I've got another fun, vocabulary-boosting short story for you today! You can download the printable version here, which also has definitions at the bottom of each page. You can also listen to the audio of the story in the Vocabbett podcast, below!
I didn’t want to be a teacher. Not really.
But I’m not tall enough to be an actress, and my parents said I’d never make any money as a historian. And, as we all know, those are (basically) the only careers allowed to time travel.
Oh, sure, authors can do it sometimes, too. But according to my aunt Agatha — an author herself — the paperwork is a bona fide nightmare, and you have to re-apply for each book.
But teachers — clever things they are — worked out a deal where time travel is part of their professional development. (Well, it is for history teachers, at least.) AND, like the actresses in period pieces, teachers don’t have to fill out any paperwork. The unions do it for them.

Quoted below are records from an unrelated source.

// 该文件是 Tuili （推理） 项目的一部分。
// src/task.rs - 推理任务与任务执行器
//
// 本文件根据 Apache 许可证第 2.0 版（以下简称“许可证”）授权使用；
// 除非遵守该许可证条款，否则您不得使用本文件。
// 您可通过以下网址获取许可证副本：
// http://www.apache.org/licenses/LICENSE-2.0
// 除非适用法律要求或书面同意，根据本许可协议分发的软件均按“原样”提供，
// 不附带任何形式的明示或暗示的保证或条件。
// 有关许可权限与限制的具体条款，请参阅本许可协议。
//
// Copyright (C) 2026 Johann Li <me@qinka.pro>, Wareless Group

use std::sync::{
  Arc,
  atomic::{AtomicBool, Ordering},
};
use std::time::Instant;

use tracing::{debug, info, warn};

use crate::{
  backend::InferenceBackend,
  error::TaskError,
  frame::ImageFrame,
  model::Model,
  output::Render,
  postprocess::Postprocess,
  preprocess::Preprocess,
  tensor::ModelShape,
};

mod top_down_pose;
pub use self::top_down_pose::{PersonPose, TopDownPose, TOP_DOWN_MIN_CONFIDENCE};

/// 预处理、推理、后处理串联成的一次推理
///
/// 预处理与后处理在构造时选定，三个阶段严格顺序执行。
pub struct InferenceTask<B, P, D> {
  backend: B,
  preprocess: P,
  postprocess: D,
}

impl<B, P, D> InferenceTask<B, P, D>
where
  B: InferenceBackend,
  P: Preprocess,
  D: Postprocess,
{
  pub fn new(backend: B, preprocess: P, postprocess: D) -> Self {
    Self {
      backend,
      preprocess,
      postprocess,
    }
  }

  pub fn backend(&self) -> &B {
    &self.backend
  }

  pub fn run(&mut self, frame: &ImageFrame) -> Result<D::Output, TaskError> {
    let dims = self.backend.input_shape().map_err(TaskError::backend)?;
    let shape = ModelShape::from_dims(&dims)?;
    debug!("模型输入形状: {}", shape);

    let tensor = self.preprocess.preprocess(frame, &shape)?;
    debug!("预处理完成");

    self.backend.infer(tensor).map_err(TaskError::backend)?;
    debug!("推理完成");

    self
      .postprocess
      .postprocess(&self.backend, &shape, (frame.width(), frame.height()))
  }
}

impl<B, P, D> Model for InferenceTask<B, P, D>
where
  B: InferenceBackend,
  P: Preprocess,
  D: Postprocess,
{
  type Input = ImageFrame;
  type Output = D::Output;
  type Error = TaskError;

  fn infer(&mut self, input: &Self::Input) -> Result<Self::Output, Self::Error> {
    self.run(input)
  }
}

pub trait Task<I, M, O>: Sized {
  type Error;
  fn run_task(self, input: I, model: M, output: O) -> Result<(), Self::Error>;
}

/// 只处理第一帧
pub struct OneShotTask;

impl<
  F,
  D,
  ME: std::error::Error + Sync + Send + 'static,
  RE: std::error::Error + Sync + Send + 'static,
  I: Iterator<Item = F>,
  M: Model<Input = F, Output = D, Error = ME>,
  O: Render<F, D, Error = RE>,
> Task<I, M, O> for OneShotTask
{
  type Error = anyhow::Error;

  fn run_task(self, mut input: I, mut model: M, output: O) -> Result<(), Self::Error> {
    info!("开始任务...");
    let frame = input.next().ok_or_else(|| anyhow::anyhow!("没有输入帧"))?;
    info!("输入帧获取成功，开始推理...");
    let now = Instant::now();
    let result = model.infer(&frame)?;
    let elapsed = now.elapsed();
    info!("推理完成，耗时: {:.2?}", elapsed);
    output.render_result(&frame, &result)?;
    info!("渲染完成，耗时: {:.2?}", now.elapsed());

    Ok(())
  }
}

/// 依次处理全部帧，可限定帧数，也可由外部标志提前结束
#[derive(Default, Debug)]
pub struct ContinuousTask {
  frame_number: Option<usize>,
  stop: Option<Arc<AtomicBool>>,
}

impl ContinuousTask {
  pub fn with_frame_number(mut self, frame_number: Option<usize>) -> Self {
    self.frame_number = frame_number;
    self
  }

  pub fn with_stop_flag(mut self, stop: Arc<AtomicBool>) -> Self {
    self.stop = Some(stop);
    self
  }
}

impl<
  F,
  D,
  ME: std::error::Error + Sync + Send + 'static,
  RE: std::error::Error + Sync + Send + 'static,
  I: Iterator<Item = F>,
  M: Model<Input = F, Output = D, Error = ME>,
  O: Render<F, D, Error = RE>,
> Task<I, M, O> for ContinuousTask
{
  type Error = anyhow::Error;

  fn run_task(self, input: I, mut model: M, output: O) -> Result<(), Self::Error> {
    info!("开始任务...");

    let mut frame_index = 0;
    let mut now = Instant::now();
    for frame in input {
      if self.frame_number.is_some_and(|n| frame_index >= n) {
        info!("达到指定帧数 {}, 退出任务循环", frame_index);
        break;
      }
      if self.stop.as_ref().is_some_and(|s| s.load(Ordering::SeqCst)) {
        warn!("中断信号接收，退出任务循环");
        break;
      }

      frame_index += 1;
      info!("处理第 {} 帧图像", frame_index);
      let result = model.infer(&frame)?;
      let elapsed_a = now.elapsed();
      output.render_result(&frame, &result)?;
      let elapsed_b = now.elapsed();
      now = Instant::now();
      info!("推理完成，耗时: {:.2?} / {:.2?}", elapsed_a, elapsed_b);
    }

    info!("任务完成，共处理 {} 帧", frame_index);
    Ok(())
  }
}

And so I endured years of courses with ridiculously pretentious titles — things like, “Behavioral Pedagogy and the ‘Whole Student’ Lesson Plan,” whatever that means. I took a whole course on it, and I still couldn’t tell you.
I started at Brighton Academy in the fall, and to my surprise, the teaching itself was quite diverting. I got to talk to kids about Zeus and Julius Caesar all day. What’s not to love? As long as you learned to sleep with your eyes open at faculty meetings, the profession itself was surprisingly tolerable.

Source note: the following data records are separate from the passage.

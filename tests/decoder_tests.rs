// 该文件是 Tuili （推理） 项目的一部分。
// tests/decoder_tests.rs - 各模型族输出解码测试
//
// 本文件根据 Apache 许可证第 2.0 版（以下简称“许可证”）授权使用；
// 除非遵守该许可证条款，否则您不得使用本文件。
// 您可通过以下网址获取许可证副本：
// http://www.apache.org/licenses/LICENSE-2.0
// 除非适用法律要求或书面同意，根据本许可协议分发的软件均按“原样”提供，
// 不附带任何形式的明示或暗示的保证或条件。
// 有关许可权限与限制的具体条款，请参阅本许可协议。
//
// Copyright (C) 2026 Johann Li <me@qinka.pro>, Wareless Group

mod common;

use common::{assert_close, box5_backend, box7_backend, heatmap_backend};
use tuili::{
  TaskError,
  backend::MemoryBackend,
  model::PixelRect,
  postprocess::{
    ArgMax, BBOX5_LABEL1_MAX_DETECTION, BBOX7_MAX_DETECTION, BBox5Label1, BBox7, Heatmap,
    PixelBBox5Label1, Postprocess,
  },
  tensor::{ModelShape, TensorKey},
};

const SHAPE: ModelShape = ModelShape {
  batch: 1,
  channels: 3,
  height: 100,
  width: 200,
};

#[test]
fn bbox5_stops_at_first_negative_label() {
  let backend = box5_backend(
    &[1, 3, 100, 200],
    &[
      [20.0, 10.0, 120.0, 60.0, 0.9],
      [0.0, 0.0, 200.0, 100.0, 0.8],
      [10.0, 10.0, 20.0, 20.0, 0.7],
      [10.0, 10.0, 20.0, 20.0, 0.6],
    ],
    &[2, 0, -1, 5],
  );

  let detections = BBox5Label1::default()
    .postprocess(&backend, &SHAPE, (640, 480))
    .unwrap();

  assert_eq!(detections.len(), 2);
  assert_eq!(detections[0].label, 2);
  assert_eq!(detections[1].label, 0);
  assert_close(detections[0].rect.x, 0.1);
  assert_close(detections[0].rect.y, 0.1);
  assert_close(detections[0].rect.width, 0.5);
  assert_close(detections[0].rect.height, 0.5);
  assert_close(detections[0].confidence, 0.9);
}

#[test]
fn bbox5_full_frame_box_round_trips() {
  let backend = box5_backend(&[1, 3, 100, 200], &[[0.0, 0.0, 200.0, 100.0, 0.5]], &[1]);

  let detections = BBox5Label1::default()
    .postprocess(&backend, &SHAPE, (640, 480))
    .unwrap();

  assert_eq!(detections.len(), 1);
  let rect = detections[0].rect;
  assert_eq!((rect.x, rect.y, rect.width, rect.height), (0.0, 0.0, 1.0, 1.0));
}

#[test]
fn bbox5_caps_at_max_detection() {
  let rows = vec![[0.0, 0.0, 10.0, 10.0, 0.5]; 150];
  let labels = vec![1; 150];
  let backend = box5_backend(&[1, 3, 100, 200], &rows, &labels);

  let detections = BBox5Label1::default()
    .postprocess(&backend, &SHAPE, (640, 480))
    .unwrap();
  assert_eq!(detections.len(), BBOX5_LABEL1_MAX_DETECTION);

  let detections = BBox5Label1::default()
    .with_max_detection(3)
    .postprocess(&backend, &SHAPE, (640, 480))
    .unwrap();
  assert_eq!(detections.len(), 3);
}

#[test]
fn bbox5_outputs_can_be_selected_by_name() {
  // 名称查找与顺序无关
  let backend = MemoryBackend::new(&[1, 3, 100, 200])
    .with_i64_output(Some("labels"), &[1], vec![7])
    .unwrap()
    .with_f32_output(Some("boxes"), &[1, 5], vec![0.0, 0.0, 100.0, 50.0, 0.4])
    .unwrap();

  let detections = BBox5Label1::default()
    .with_outputs(TensorKey::from("boxes"), TensorKey::from("labels"))
    .postprocess(&backend, &SHAPE, (640, 480))
    .unwrap();

  assert_eq!(detections.len(), 1);
  assert_eq!(detections[0].label, 7);
  assert_close(detections[0].rect.width, 0.5);
}

#[test]
fn bbox5_missing_output_is_incompatible() {
  let backend = MemoryBackend::new(&[1, 3, 100, 200])
    .with_f32_output(None, &[1, 5], vec![0.0, 0.0, 1.0, 1.0, 0.5])
    .unwrap();

  let result = BBox5Label1::default().postprocess(&backend, &SHAPE, (640, 480));
  assert!(matches!(result, Err(TaskError::ModelIncompatible(_))));
}

#[test]
fn bbox5_wrong_rank_is_incompatible() {
  let backend = MemoryBackend::new(&[1, 3, 100, 200])
    .with_f32_output(None, &[5], vec![0.0, 0.0, 1.0, 1.0, 0.5])
    .unwrap()
    .with_i64_output(None, &[1], vec![1])
    .unwrap();

  let result = BBox5Label1::default().postprocess(&backend, &SHAPE, (640, 480));
  assert!(matches!(result, Err(TaskError::ModelIncompatible(_))));
}

#[test]
fn bbox7_stops_at_negative_image_id() {
  let backend = box7_backend(
    &[1, 3, 100, 200],
    &[
      [0.0, 1.0, 0.9, 0.1, 0.2, 0.5, 0.6],
      [0.0, 3.0, 0.8, 0.0, 0.0, 1.0, 1.0],
      [-1.0, 0.0, 0.0, 0.0, 0.0, 0.0, 0.0],
      [0.0, 2.0, 0.7, 0.1, 0.1, 0.2, 0.2],
    ],
  );

  let detections = BBox7::default()
    .postprocess(&backend, &SHAPE, (640, 480))
    .unwrap();

  assert_eq!(detections.len(), 2);
  assert_eq!(detections[0].label, 1);
  assert_close(detections[0].confidence, 0.9);
  assert_close(detections[0].rect.x, 0.1);
  assert_close(detections[0].rect.y, 0.2);
  assert_close(detections[0].rect.width, 0.4);
  assert_close(detections[0].rect.height, 0.4);
  assert_eq!(detections[1].label, 3);
}

#[test]
fn bbox7_truncates_image_id_toward_zero() {
  // -0.5 截断为 0，不是结束标记
  let backend = box7_backend(
    &[1, 3, 100, 200],
    &[
      [-0.5, 1.0, 0.9, 0.0, 0.0, 1.0, 1.0],
      [-1.0, 0.0, 0.0, 0.0, 0.0, 0.0, 0.0],
    ],
  );

  let detections = BBox7::default()
    .postprocess(&backend, &SHAPE, (640, 480))
    .unwrap();
  assert_eq!(detections.len(), 1);
}

#[test]
fn bbox7_caps_at_max_detection() {
  let rows = vec![[0.0, 1.0, 0.5, 0.0, 0.0, 0.5, 0.5]; 250];
  let backend = box7_backend(&[1, 3, 100, 200], &rows);

  let detections = BBox7::default()
    .postprocess(&backend, &SHAPE, (640, 480))
    .unwrap();
  assert_eq!(detections.len(), BBOX7_MAX_DETECTION);
}

#[test]
fn bbox7_requires_four_dimensions() {
  let backend = MemoryBackend::new(&[1, 3, 100, 200])
    .with_f32_output(None, &[1, 7], vec![0.0; 7])
    .unwrap();

  let result = BBox7::default().postprocess(&backend, &SHAPE, (640, 480));
  assert!(matches!(result, Err(TaskError::ModelIncompatible(_))));
}

#[test]
fn bbox7_negative_label_with_valid_image_is_incompatible() {
  let backend = box7_backend(&[1, 3, 100, 200], &[[0.0, -2.0, 0.9, 0.0, 0.0, 1.0, 1.0]]);

  let result = BBox7::default().postprocess(&backend, &SHAPE, (640, 480));
  assert!(matches!(result, Err(TaskError::ModelIncompatible(_))));
}

#[test]
fn pixel_decoder_scales_to_display_size() {
  let backend = box5_backend(
    &[1, 3, 100, 200],
    &[[20.0, 10.0, 120.0, 60.0, 0.9], [0.0, 0.0, 1.0, 1.0, 0.1]],
    &[1, -1],
  );

  let detections = PixelBBox5Label1::default()
    .with_display_size(400, 300)
    .postprocess(&backend, &SHAPE, (640, 480))
    .unwrap();

  assert_eq!(detections.len(), 1);
  assert_eq!(
    detections[0].rect,
    PixelRect {
      x: 40,
      y: 30,
      width: 200,
      height: 150,
    }
  );
  assert_eq!(detections[0].label, 1);
}

#[test]
fn pixel_decoder_defaults_to_frame_size() {
  let backend = box5_backend(&[1, 3, 100, 200], &[[0.0, 0.0, 100.0, 50.0, 0.9]], &[1]);

  let detections = PixelBBox5Label1::default()
    .postprocess(&backend, &SHAPE, (640, 480))
    .unwrap();

  assert_eq!(
    detections[0].rect,
    PixelRect {
      x: 0,
      y: 0,
      width: 320,
      height: 240,
    }
  );
}

#[test]
fn pixel_decoder_stops_below_min_confidence() {
  let backend = box5_backend(
    &[1, 3, 100, 200],
    &[
      [0.0, 0.0, 10.0, 10.0, 0.9],
      [0.0, 0.0, 10.0, 10.0, 0.3],
      [0.0, 0.0, 10.0, 10.0, 0.8],
    ],
    &[1, 1, 1],
  );

  let decoder = PixelBBox5Label1::default().with_min_confidence(0.5);
  let detections = decoder.postprocess(&backend, &SHAPE, (200, 100)).unwrap();
  assert_eq!(detections.len(), 1);

  let detections = PixelBBox5Label1::default()
    .postprocess(&backend, &SHAPE, (200, 100))
    .unwrap();
  assert_eq!(detections.len(), 3);
}

#[test]
fn pixel_decoder_saturates_extreme_coordinates() {
  let backend = box5_backend(
    &[1, 3, 100, 200],
    &[[-1e10, 0.0, 1e10, 10.0, 0.9]],
    &[1],
  );

  let detections = PixelBBox5Label1::default()
    .postprocess(&backend, &SHAPE, (640, 480))
    .unwrap();

  assert_eq!(detections.len(), 1);
  assert_eq!(
    detections[0].rect,
    PixelRect {
      x: i32::MIN,
      y: 0,
      width: i32::MAX,
      height: 48,
    }
  );
}

#[test]
fn bbox5_short_labels_are_fine_before_the_sentinel() {
  let rows = [
    [20.0, 10.0, 120.0, 60.0, 0.9],
    [0.0, 0.0, 1.0, 1.0, 0.1],
    [0.0, 0.0, 1.0, 1.0, 0.1],
  ];

  let backend = box5_backend(&[1, 3, 100, 200], &rows, &[2, -1]);
  let detections = BBox5Label1::default()
    .postprocess(&backend, &SHAPE, (640, 480))
    .unwrap();
  assert_eq!(detections.len(), 1);
  assert_eq!(detections[0].label, 2);

  // 标签在结束标记之前就用完了
  let backend = box5_backend(&[1, 3, 100, 200], &rows, &[2, 0]);
  let result = BBox5Label1::default().postprocess(&backend, &SHAPE, (640, 480));
  assert!(matches!(result, Err(TaskError::ModelIncompatible(_))));
}

#[test]
fn heatmap_emits_one_keypoint_per_joint() {
  let (joints, height, width) = (3, 4, 5);
  let mut data = vec![0.0; joints * height * width];
  // 第 0 个关节在 (x=4, y=0)，第 2 个在 (x=1, y=3)
  data[4] = 0.7;
  data[2 * height * width + 3 * width + 1] = 0.6;
  let backend = heatmap_backend(&[1, 3, 8, 8], joints, height, width, data);

  let keypoints = Heatmap::default()
    .postprocess(&backend, &SHAPE, (640, 480))
    .unwrap();

  assert_eq!(keypoints.len(), joints);
  assert_close(keypoints[0].x, 4.0 / 5.0);
  assert_close(keypoints[0].y, 0.0);
  assert_close(keypoints[0].confidence, 0.7);
  // 全零平面落在下标 0
  assert_eq!((keypoints[1].x, keypoints[1].y, keypoints[1].confidence), (0.0, 0.0, 0.0));
  assert_close(keypoints[2].x, 1.0 / 5.0);
  assert_close(keypoints[2].y, 3.0 / 4.0);
}

#[test]
fn heatmap_with_zero_plane_is_incompatible() {
  let backend = heatmap_backend(&[1, 3, 8, 8], 2, 0, 4, Vec::new());

  let result = Heatmap::default().postprocess(&backend, &SHAPE, (640, 480));
  assert!(matches!(result, Err(TaskError::ModelIncompatible(_))));
}

#[test]
fn argmax_picks_highest_score() {
  let backend = MemoryBackend::new(&[1, 3, 64, 64])
    .with_f32_output(
      Some("prob_emotion"),
      &[1, 5, 1, 1],
      vec![0.1, 0.05, 0.6, 0.2, 0.05],
    )
    .unwrap();

  let classification = ArgMax::default()
    .with_output(TensorKey::from("prob_emotion"))
    .postprocess(&backend, &SHAPE, (64, 64))
    .unwrap();

  assert_eq!(classification.label, 2);
  assert_close(classification.confidence, 0.6);
}

#[test]
fn argmax_on_empty_output_is_incompatible() {
  let backend = MemoryBackend::new(&[1, 3, 64, 64])
    .with_f32_output(None, &[1, 0], Vec::new())
    .unwrap();

  let result = ArgMax::default().postprocess(&backend, &SHAPE, (64, 64));
  assert!(matches!(result, Err(TaskError::ModelIncompatible(_))));
}

#[test]
fn decoding_twice_gives_the_same_result() {
  let backend = box5_backend(
    &[1, 3, 100, 200],
    &[[20.0, 10.0, 120.0, 60.0, 0.9], [0.0, 0.0, 1.0, 1.0, 0.1]],
    &[3, -1],
  );
  let decoder = BBox5Label1::default();

  let first = decoder.postprocess(&backend, &SHAPE, (640, 480)).unwrap();
  let second = decoder.postprocess(&backend, &SHAPE, (640, 480)).unwrap();
  assert_eq!(first, second);
}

I did it all for this, though. This trip. This surprisingly prosaic hotel conference room at the Washington, D.C. Marriott.

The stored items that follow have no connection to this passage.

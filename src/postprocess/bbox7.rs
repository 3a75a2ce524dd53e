// 该文件是 Tuili （推理） 项目的一部分。
// src/postprocess/bbox7.rs - 检测框 [1,1,N,7] 后处理
//
// 本文件根据 Apache 许可证第 2.0 版（以下简称“许可证”）授权使用；
// 除非遵守该许可证条款，否则您不得使用本文件。
// 您可通过以下网址获取许可证副本：
// http://www.apache.org/licenses/LICENSE-2.0
// 除非适用法律要求或书面同意，根据本许可协议分发的软件均按“原样”提供，
// 不附带任何形式的明示或暗示的保证或条件。
// 有关许可权限与限制的具体条款，请参阅本许可协议。
//
// Copyright (C) 2026 Johann Li <me@qinka.pro>, Wareless Group

use tracing::debug;

use crate::{
  backend::ModelOutputs,
  error::TaskError,
  model::{Detection, Rect},
  postprocess::Postprocess,
  tensor::{ModelShape, TensorKey},
};

pub const BBOX7_MAX_DETECTION: usize = 200;

const BOX_COLUMNS: usize = 7;

/// 单个输出 [1,1,N,7]，每行为
/// (image_id, label, confidence, xmin, ymin, xmax, ymax)，坐标已归一化
#[derive(Debug, Clone, PartialEq)]
pub struct BBox7 {
  pub max_detection: usize,
  pub boxes: TensorKey,
}

impl Default for BBox7 {
  fn default() -> Self {
    Self {
      max_detection: BBOX7_MAX_DETECTION,
      boxes: TensorKey::Index(0),
    }
  }
}

impl BBox7 {
  pub fn with_max_detection(mut self, max_detection: usize) -> Self {
    self.max_detection = max_detection;
    self
  }

  pub fn with_output(mut self, boxes: TensorKey) -> Self {
    self.boxes = boxes;
    self
  }
}

impl Postprocess for BBox7 {
  type Output = Vec<Detection>;

  fn postprocess<O: ModelOutputs + ?Sized>(
    &self,
    outputs: &O,
    _shape: &ModelShape,
    _frame_size: (usize, usize),
  ) -> Result<Self::Output, TaskError> {
    let boxes_tensor = outputs.require_output(&self.boxes)?;
    let (num_boxes, num_data_each_box) = {
      let shape = boxes_tensor.expect_rank(&self.boxes, 4)?;
      (shape[2], shape[3])
    };
    if num_data_each_box < BOX_COLUMNS {
      return Err(TaskError::incompatible(format!(
        "检测框每行至少 {} 列, 实际 {} 列",
        BOX_COLUMNS, num_data_each_box
      )));
    }
    let boxes = boxes_tensor.f32_row_major(&self.boxes)?;

    let mut detections = Vec::new();
    for idx in 0..num_boxes.min(self.max_detection) {
      let row = &boxes[idx * num_data_each_box..idx * num_data_each_box + BOX_COLUMNS];

      // 先截断为整数再判断，(-1, 0) 之间的值会变成 0，不会结束扫描
      let image_id = row[0] as i32;
      if image_id < 0 {
        break;
      }

      let label = row[1] as i32;
      let label = u32::try_from(label).map_err(|_| {
        TaskError::incompatible(format!("第 {} 行 image_id 有效但标签为负: {}", idx, label))
      })?;

      detections.push(Detection {
        rect: Rect::from_corners(row[3], row[4], row[5], row[6]),
        label,
        confidence: row[2],
      });
    }

    debug!("解码得到 {} 个检测框", detections.len());
    Ok(detections)
  }
}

It didn’t look like much. In fact, a passerby might have mistaken it for an amateur history fair. Tables were set up along the periphery of the room with tri-fold posters advertising different places...and time periods. The people behind the tables were dressed in garb contemporaneous with their poster’s location, and though they looked rather amusing now, the amount of money behind these displays could’ve funded a small army for months.
The time travel industry was highly regulated, of course, and vendors had to win wildly competitive government contracts. They could only partner with specific professions — the aforementioned teachers, actors, and historians, among a few others on an as-needed basis — and it was all for this. The time when we, the selected professions, could sample the wares and sign up for free trips. It was like a tasting menu, only we got to see Odysseus sneak out of the Trojan Horse instead of sampling a fine Havarti.
I meandered over to the ancient Roman table, where the representative was dressed as a gladiator. He was quite good-looking and muscular, and I should know, since his biceps were on full display.
“Hey, there,” he said as I approached. “So, what are you here for? Character research? Period piece?”
“Sorry?”
“What’s the movie?”
I suppressed a laugh. “Flattered, though I’m sure you say that to all the girls. But I’m a teacher, not an actress.”
He shrugged. “Could’ve fooled me, but we at Asynchronous Tours are happy to have you either way. Our bailiwick is ancient Rome, from the Punic Wars through the Pax Romana.”
“How’d you manage to get this job, if you don’t mind me asking?” I ran a gentle hand above the ancient coins displayed on the table, all of which looked brand new.
“Trade secrets, I’m afraid, but it does help to know someone in government.”
“Thought that might be the case.”
“Most of the people here deserve it, connections notwithstanding,” he went on. “Feisal over there studied computer science at MIT. He perfected the hop a few years ago. Increased efficiency by 600%! Melissa — she’s the one dressed as a Greek goddess — wrote the Butterfly algorithm. No clue how she did it, but as far as I can tell she fed every history book in the world into a computer, and if anyone threatens the existing order, all the travelers are immediately pulled back, like a failsafe.”
“So it’s not all nepotism, is what you’re saying.”
“Not at all. Well, except for Matthew. Yeah, that guy, in the suit of armor. He’s already lost a few people in medieval Europe, but his father’s chairman of the Appropriations Committee or something, so nothing seems to touch him.”
“Won’t be trying out medieval Europe, then!”
“Probably for the best. Shall I put you down for the next tour of Rome? We’ll be doing…” my still-unnamed gladiator flipped through his clipboard, a model of anachronism, who probably could’ve also modeled in a more traditional sense. “Ah, Carthago delenda est. The run-up to the third Punic War, when the Romans decided to burn Carthage to the ground.”
I eyed his outfit. “I’ll be changing first, obviously,” he added.
“Why not?” I smiled. “See you there.”